Liability for Borrowed Mitzvah Items / By Rabbi Ariel Ovadia
As Simhat Torah was nearing by, Reuven – the devoted Gabbai of the small Sephardic Minyan in his town – scrambled to find a third Sefer, so that they would be able to conduct the readings in the proper fashion. He finally convinced one of his cousins, Jack Levy, who had donated a Sefer Torah to an established synagogue in the big city, to ask for the Sefer to be lent out to their Minyan. “I will make sure that nothing happens to the Sefer”, Reuven had promised, and indeed, during the first round of Hakafot, Reuven kept the Sefer on the Tevah, so that the dancing wouldn’t accidentally damage it. That night, however, the most unimaginable event happened. The little house where the Minyan was housed was broken into, and the robbers took – among many things – the borrowed Sefer! Reuven was horrified. He did not want to think about the disrespect the Sefer may endure, let alone the damage his reputation would suffer. From a financial point of view, he had no idea how he or the members of the Minyan would come up with the exorbitant amount that the Sefer Torah was worth to pay back his cousin Jack.
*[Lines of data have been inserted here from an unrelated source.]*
//! Signed events exchanged with the relay network
//!
//! The relay network stores and forwards JSON events. An event's id is
//! the hash of its canonical serialization (a fixed-order array of the
//! signable fields), and its signature covers the id. Three kinds are
//! used by the envelope protocol: the unsigned rumor (never transmitted
//! alone), the seal, and the gift wrap.

use crate::errors::{SatchelError, SatchelResult};
use crate::keys::IdentityKeypair;
use crate::types::IdentityKey;
use chrono::{DateTime, Utc};
use ed25519_dalek::Signature;
use serde::{Deserialize, Serialize};
use std::fmt;

/// Event kind of the inner, unsigned payload record
pub const KIND_RUMOR: u16 = 14;
/// Event kind of the sender-signed, encrypted seal
pub const KIND_SEAL: u16 = 13;
/// Event kind of the ephemeral-signed, encrypted gift wrap
pub const KIND_GIFT_WRAP: u16 = 1059;

/// Hex-encoded event identifier
#[derive(Debug, Clone, PartialEq, Eq, Hash, PartialOrd, Ord, Serialize, Deserialize)]
pub struct EventId(String);

impl EventId {
    /// Wrap an already-computed id
    pub fn new(id: impl Into<String>) -> Self {
        Self(id.into())
    }

    /// Get the hex string
    pub fn as_str(&self) -> &str {
        &self.0
    }
}

impl fmt::Display for EventId {
    fn fmt(&self, f: &mut fmt::Formatter<'_>) -> fmt::Result {
        write!(f, "{}", self.0)
    }
}

impl From<&str> for EventId {
    fn from(id: &str) -> Self {
        Self::new(id)
    }
}

/// A relay-network event
///
/// `id` and `sig` are empty until [`RelayEvent::finalize`] computes the
/// id and [`RelayEvent::sign`] attaches a signature. Rumors stay
/// unsigned; seals and wraps are always signed before publication.
#[derive(Debug, Clone, PartialEq, Eq, Serialize, Deserialize)]
pub struct RelayEvent {
    /// Hash of the canonical serialization
    pub id: String,
    /// Author identity (hex public key)
    pub pubkey: String,
    /// Event timestamp, seconds since epoch
    pub created_at: i64,
    /// Event kind
    pub kind: u16,
    /// Tag lists, e.g. `["p", <recipient identity>]`
    pub tags: Vec<Vec<String>>,
    /// Event body
    pub content: String,
    /// Hex signature over the id, empty for unsigned rumors
    pub sig: String,
}

impl RelayEvent {
    /// Build an unsigned event with empty id and signature
    pub fn build(
        kind: u16,
        pubkey: &IdentityKey,
        created_at: DateTime<Utc>,
        tags: Vec<Vec<String>>,
        content: impl Into<String>,
    ) -> Self {
        Self {
            id: String::new(),
            pubkey: pubkey.as_str().to_string(),
            created_at: created_at.timestamp(),
            kind,
            tags,
            content: content.into(),
            sig: String::new(),
        }
    }

    /// Canonical serialization: fixed-order array of the signable fields
    fn canonical_bytes(&self) -> SatchelResult<Vec<u8>> {
        let canonical = serde_json::json!([
            0,
            self.pubkey,
            self.created_at,
            self.kind,
            self.tags,
            self.content,
        ]);
        serde_json::to_vec(&canonical).map_err(SatchelError::from)
    }

    /// Compute and set the event id
    pub fn finalize(&mut self) -> SatchelResult<EventId> {
        let bytes = self.canonical_bytes()?;
        self.id = blake3::hash(&bytes).to_hex().to_string();
        Ok(EventId::new(self.id.clone()))
    }

    /// Compute the id and sign it with the given keypair
    ///
    /// The keypair's identity must match `pubkey`; signing with a
    /// mismatched key produces an event receivers will reject.
    pub fn sign(&mut self, keys: &IdentityKeypair) -> SatchelResult<EventId> {
        let id = self.finalize()?;
        let sig = keys.sign(self.id.as_bytes());
        self.sig = hex::encode(sig.to_bytes());
        Ok(id)
    }

    /// Verify the id matches the content and the signature matches the
    /// author
    pub fn verify(&self) -> SatchelResult<()> {
        let bytes = self.canonical_bytes()?;
        let expected = blake3::hash(&bytes).to_hex().to_string();
        if expected != self.id {
            return Err(SatchelError::crypto("event id does not match content"));
        }
        let sig_bytes = hex::decode(&self.sig)
            .map_err(|e| SatchelError::crypto(format!("malformed signature hex: {e}")))?;
        let sig_array = <[u8; 64]>::try_from(sig_bytes.as_slice())
            .map_err(|_| SatchelError::crypto("signature is not 64 bytes"))?;
        let signature = Signature::from_bytes(&sig_array);
        let identity = IdentityKey::new(self.pubkey.clone());
        if !IdentityKeypair::verify_with_identity(&identity, self.id.as_bytes(), &signature) {
            return Err(SatchelError::crypto("event signature invalid"));
        }
        Ok(())
    }

    /// First `["p", ...]` tag value, if any
    pub fn recipient_tag(&self) -> Option<IdentityKey> {
        self.tags
            .iter()
            .find(|t| t.first().map(String::as_str) == Some("p"))
            .and_then(|t| t.get(1))
            .map(|v| IdentityKey::new(v.clone()))
    }

    /// Author identity
    pub fn author(&self) -> IdentityKey {
        IdentityKey::new(self.pubkey.clone())
    }

    /// Event id, if finalized
    pub fn event_id(&self) -> Option<EventId> {
        if self.id.is_empty() {
            None
        } else {
            Some(EventId::new(self.id.clone()))
        }
    }
}

/// Subscription filter for relay events
///
/// Matches events by kind, recipient tag, and minimum timestamp.
#[derive(Debug, Clone, PartialEq, Eq, Serialize, Deserialize)]
pub struct RelayFilter {
    /// Kinds to match
    pub kinds: Vec<u16>,
    /// Recipient identities to match against `["p", ...]` tags
    #[serde(rename = "#p")]
    pub p_tags: Vec<String>,
    /// Only events at or after this timestamp (seconds)
    pub since: i64,
}

impl RelayFilter {
    /// Whether an event matches this filter
    pub fn matches(&self, event: &RelayEvent) -> bool {
        if !self.kinds.contains(&event.kind) {
            return false;
        }
        if event.created_at < self.since {
            return false;
        }
        match event.recipient_tag() {
            Some(recipient) => self.p_tags.iter().any(|p| p == recipient.as_str()),
            None => self.p_tags.is_empty(),
        }
    }
}
//! In-memory mesh transport

use async_trait::async_trait;
use parking_lot::Mutex;
use satchel_core::{MeshTransport, PeerId, TransportError};
use std::collections::HashSet;

/// Mesh double with a configurable reachable set and a send log
#[derive(Debug, Default)]
pub struct MemoryMesh {
    reachable: Mutex<HashSet<PeerId>>,
    fail_sends: Mutex<HashSet<PeerId>>,
    sent: Mutex<Vec<(PeerId, Vec<u8>)>>,
    broadcasts: Mutex<Vec<Vec<u8>>>,
}

impl MemoryMesh {
    /// Create a mesh with no reachable peers
    pub fn new() -> Self {
        Self::default()
    }

    /// Mark a peer reachable
    pub fn add_reachable(&self, peer: PeerId) {
        self.reachable.lock().insert(peer);
    }

    /// Mark a peer unreachable
    pub fn remove_reachable(&self, peer: &PeerId) {
        self.reachable.lock().remove(peer);
    }

    /// Make sends to a peer fail even though it is reachable
    pub fn fail_sends_to(&self, peer: PeerId) {
        self.fail_sends.lock().insert(peer);
    }

    /// Payloads sent to specific peers, in order
    pub fn sent(&self) -> Vec<(PeerId, Vec<u8>)> {
        self.sent.lock().clone()
    }

    /// Broadcast payloads, in order
    pub fn broadcasts(&self) -> Vec<Vec<u8>> {
        self.broadcasts.lock().clone()
    }

    /// Number of targeted sends
    pub fn sent_count(&self) -> usize {
        self.sent.lock().len()
    }
}

#[async_trait]
impl MeshTransport for MemoryMesh {
    async fn send_to_peer(&self, peer: &PeerId, payload: Vec<u8>) -> Result<(), TransportError> {
        if self.fail_sends.lock().contains(peer) {
            return Err(TransportError::SendFailed {
                peer: peer.to_string(),
                reason: "injected failure".to_string(),
            });
        }
        if !self.reachable.lock().contains(peer) {
            return Err(TransportError::SendFailed {
                peer: peer.to_string(),
                reason: "peer not reachable".to_string(),
            });
        }
        self.sent.lock().push((peer.clone(), payload));
        Ok(())
    }

    async fn broadcast(&self, payload: Vec<u8>) -> Result<(), TransportError> {
        self.broadcasts.lock().push(payload);
        Ok(())
    }

    fn is_peer_reachable(&self, peer: &PeerId) -> bool {
        self.reachable.lock().contains(peer)
    }
}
The Liability of a Borrower
Generally, one who borrows an item (a “Sho’el”) is liable even if the cause of the damage was beyond his control. This is because “Kol Hana’a Shelo” – the borrower is the sole beneficiary of the object. In return for this great favor, the borrower assumes liability for anything that might happen.
Borrowing Sefarim
However, this case might be a bit different. The Mahane Efraim[1] discusses one who borrows Sefarim from his friend in order to learn Torah and they accidentally get damaged. He quotes the Teshuvot HaRan[2] who rules that he is not considered a borrower. This is because the lender – by fulfilling the Mitzvah of lending Sefarim – is entitled to a temporary exemption from doing other Mitzvot – such as giving Tzedakah (following the rule that one who is involved with one Mitzvah is exempt from another). The amount he is saving by not giving Tzedakah is enough to consider this transaction a mutually beneficial deal –where both the borrower and the lender have some form of benefit – thus, if the borrower is no longer the sole beneficiary he is also not liable for accidents.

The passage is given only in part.